Les quatre lycéens quittèrent le parc peut de temps après le départ de Kise. Ils allèrent manger dans le restaurant au coin de la rue la plus proche et en sortirent alors que la nuit commençait à tomber. Puis Aomine décréta qu'il les laissait là.

-Hein ? s'étonna Satsuki. Tu rentres déjà ?

-J'ai un truc à faire avant mais ouais je rentre.

-Et moi alors ? Je vais pas faire le trajet seule. Il va faire nuit en plus !

-T'en fais pas, Tetsu va te raccompagner, hein Tetsu ?

Celui-ci soupira mais hocha tout de même la tête.

-J'y vais alors, lança le joueur de Touou. A la prochaine.

Les trois autres continuèrent pendant une dizaine de minutes avant que Kagami tourne à une intersection pour rentrer chez lui. Kuroko le salua et poursuivit avec la jeune femme.
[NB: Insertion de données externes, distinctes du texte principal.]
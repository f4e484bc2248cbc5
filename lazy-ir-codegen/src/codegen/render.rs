//! Renders node class and dispatch plans into C++ text.

use super::plan::*;
use super::shape::{emit_cached_shapes, ShapeCacheApi};

const INDENT: &str = "  ";

/// Line-oriented text buffer with brace-driven indentation.
pub struct CodeWriter {
    out: String,
    depth: usize,
}

impl CodeWriter {
    pub fn new(depth: usize) -> Self {
        Self {
            out: String::new(),
            depth,
        }
    }

    pub fn line(&mut self, text: impl AsRef<str>) {
        let text = text.as_ref();
        if !text.is_empty() {
            for _ in 0..self.depth {
                self.out.push_str(INDENT);
            }
            self.out.push_str(text);
        }
        self.out.push('\n');
    }

    pub fn blank(&mut self) {
        self.out.push('\n');
    }

    /// Emit `text` and indent what follows.
    pub fn open(&mut self, text: impl AsRef<str>) {
        self.line(text);
        self.depth += 1;
    }

    /// Dedent and emit `text`.
    pub fn close(&mut self, text: impl AsRef<str>) {
        self.depth = self.depth.saturating_sub(1);
        self.line(text);
    }

    pub fn finish(self) -> String {
        self.out
    }
}

// ---------------------------------------------------------------------------
// Node class
// ---------------------------------------------------------------------------

pub fn render_node_class(plan: &NodeClassPlan) -> String {
    let NodeClassPlan {
        node_name,
        node_base,
        op_symbol,
        ctor_params,
        base_values,
        num_outputs,
        scalar_fields,
        optional_values,
        lowering_signature,
        lowering_body,
    } = plan;

    let mut params = ctor_params.clone();
    params.push("torch::lazy::hash_t node_hash".to_string());
    params.push("torch::lazy::hash_t dag_hash".to_string());
    params.push("std::vector<Shape>&& shapes".to_string());

    let mut w = CodeWriter::new(0);
    w.line(format!("class {node_name} : public {node_base} {{"));
    w.line(" public:");
    w.depth += 1;

    // Constructor: base init, then scalar members, then presence flags.
    w.line(format!("{node_name}({})", params.join(", ")));
    w.depth += 2;
    w.line(format!(": {node_base}(torch::lazy::OpKind({op_symbol}),"));
    w.depth += 1;
    w.line(format!("{{{}}}, std::move(shapes),", base_values.join(", ")));
    w.line(format!("/* num_outputs */ {num_outputs},"));
    w.line("node_hash,");
    let base_tail = if scalar_fields.is_empty() {
        "dag_hash)"
    } else {
        "dag_hash),"
    };
    w.line(base_tail);
    w.depth -= 1;
    for (i, field) in scalar_fields.iter().enumerate() {
        let sep = if i + 1 < scalar_fields.len() { "," } else { "" };
        w.line(format!("{0}({0}){sep}", field.name));
    }
    w.depth -= 2;
    w.open("{");
    for name in optional_values {
        w.line(format!("has_{name} = !!{name};"));
    }
    w.close("}");
    w.blank();

    w.open("std::string ToString() const override {");
    w.line("std::stringstream ss;");
    w.line(format!("ss << {node_base}::ToString();"));
    for field in scalar_fields {
        let name = &field.name;
        if field.optional {
            w.open(format!("if ({name}.has_value()) {{"));
            w.line(format!("ss << \", {name}=\" << {name}.value();"));
            w.close("} else {");
            w.depth += 1;
            w.line(format!("ss << \", {name}=null\";"));
            w.close("}");
        } else {
            w.line(format!("ss << \", {name}=\" << {name};"));
        }
    }
    w.line("return ss.str();");
    w.close("}");
    w.blank();

    w.open(format!("{lowering_signature} {{"));
    for line in lowering_body {
        w.line(line);
    }
    w.close("}");

    if !scalar_fields.is_empty() || !optional_values.is_empty() {
        w.blank();
    }
    for field in scalar_fields {
        w.line(format!("{} {};", field.cpp_type, field.name));
    }
    for name in optional_values {
        w.line(format!("bool has_{name}: 1;"));
    }
    w.depth -= 1;
    w.line("};");
    w.finish()
}

// ---------------------------------------------------------------------------
// Dispatch function
// ---------------------------------------------------------------------------

pub fn render_dispatch(plan: &DispatchPlan, cache: &dyn ShapeCacheApi) -> String {
    let mut w = CodeWriter::new(0);
    w.open(format!("{} {{", plan.decl));
    w.line("TORCH_LAZY_FN_COUNTER(\"lazy::\");");
    w.line(format!(
        "auto device = torch::lazy::GetBackendDevice({});",
        plan.device_args.join(", ")
    ));

    let tensor_class = &plan.tensor_class;
    for decl in &plan.tensor_decls {
        match decl {
            TensorDecl::Plain { name } => w.line(format!(
                "{tensor_class} lazy_{name} = torch::lazy::GetLtcTensorOrCreateForWrappedNumber({name}, *device);"
            )),
            TensorDecl::Optional { name } => w.line(format!(
                "{tensor_class} lazy_{name} = torch::lazy::TryGetLtcTensor({name}.value_or(at::Tensor()));"
            )),
        }
    }

    w.line(format!(
        "torch::lazy::hash_t node_hash = torch::lazy::MHash({});",
        plan.node_hash_inputs.join(", ")
    ));
    w.line(format!(
        "torch::lazy::hash_t dag_hash = torch::lazy::OperandHashes({{{}}}, node_hash);",
        plan.dag_hash_inputs.join(", ")
    ));

    emit_cached_shapes(&mut w, &plan.shapes, plan.returns, cache);

    let mut ctor_args = plan.ctor_args.clone();
    ctor_args.push("node_hash".to_string());
    ctor_args.push("dag_hash".to_string());
    ctor_args.push("std::move(shapes)".to_string());
    w.line(format!(
        "auto node = torch::lazy::MakeNode<ir::ops::{}>({});",
        plan.node_name,
        ctor_args.join(", ")
    ));

    render_bridge(&mut w, &plan.bridge, tensor_class);
    w.line("return result;");
    w.close("}");
    w.finish()
}

fn render_bridge(w: &mut CodeWriter, bridge: &Bridge, tensor_class: &str) {
    match bridge {
        Bridge::Single { first } => w.line(format!(
            "auto result = torch::lazy::CreateAtenFromLtcTensor(\
             torch::lazy::LazyTensor::Create(std::move(node), lazy_{first}.GetDevice()));"
        )),
        Bridge::Tuple { first, count } => {
            w.line(format!("std::vector<{tensor_class}> lazy_tensors;"));
            w.open(format!("for (int i = 0; i < {count}; i++) {{"));
            w.line(format!(
                "lazy_tensors.push_back(torch::lazy::LazyTensor::Create(\
                 torch::lazy::Value(node, i), lazy_{first}.GetDevice()));"
            ));
            w.close("}");
            w.line(format!(
                "auto result = torch::lazy::TupleAtenFromLtcTensors<{count}>(lazy_tensors);"
            ));
        }
        Bridge::InPlace { first } => {
            w.line(format!("lazy_{first}.SetInPlaceIrValue(node);"));
            w.line(format!("auto& result = {first};"));
        }
    }
}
Quelques rues plus loin, celle-ci se tourna vers lui et affirma qu'elle pouvait faire la route seule à partir de là. Elle le remercia et lui fit promettre de l'appeler plusieurs fois pendant les vacances. Au moment où elle allait partir, Kuroko mit une main dans sa poche et y découvrit avec surprise le porte-monnaie de son coéquipier.

-Pourquoi c'est toi qui l'as ? s'enquit Satsuki.

-Il me l'avait prêté pour que j'aille acheter des boissons. J'ai oublié de lui rendre et il ne s'en est même pas rendu compte.

-Dai-chan m'a déjà fait le coup.

-Je vais aller lui rendre.

-A bientôt Tetsu-kun, et n'oublie pas ta promesse.

Il tourna les talons et se dirigea vers l'appartement de son partenaire.

Kuroko arrivait à l'entrée de l'immeuble quand une conversation entre des voix familières l'incita à se dissimuler derrière le mur le plus proche. Il risqua un œil en dehors de sa cachette et avisa Aomine, adossé au mur à côté de la porte.

-T'es en retard, dit celui-ci.

-C'est toi qui est en avance, riposta Kagami, apparemment arrivé quelques instants avant Kuroko.

-Peut-être.

Il y eut un court silence. Kagami ne put s'empêcher de le contempler une nouvelle fois, ce qui n'échappa pas à son rival.

-Tu mates Taiga.

-La ferme Daiki.

Kuroko crut qu'il avait mal entendu. Ils ne s'appelaient pas par leurs noms de famille quelques heures plus tôt ?

-J'ai bien cru que tu allais craquer aujourd'hui, reprit Aomine, toujours aussi moqueur.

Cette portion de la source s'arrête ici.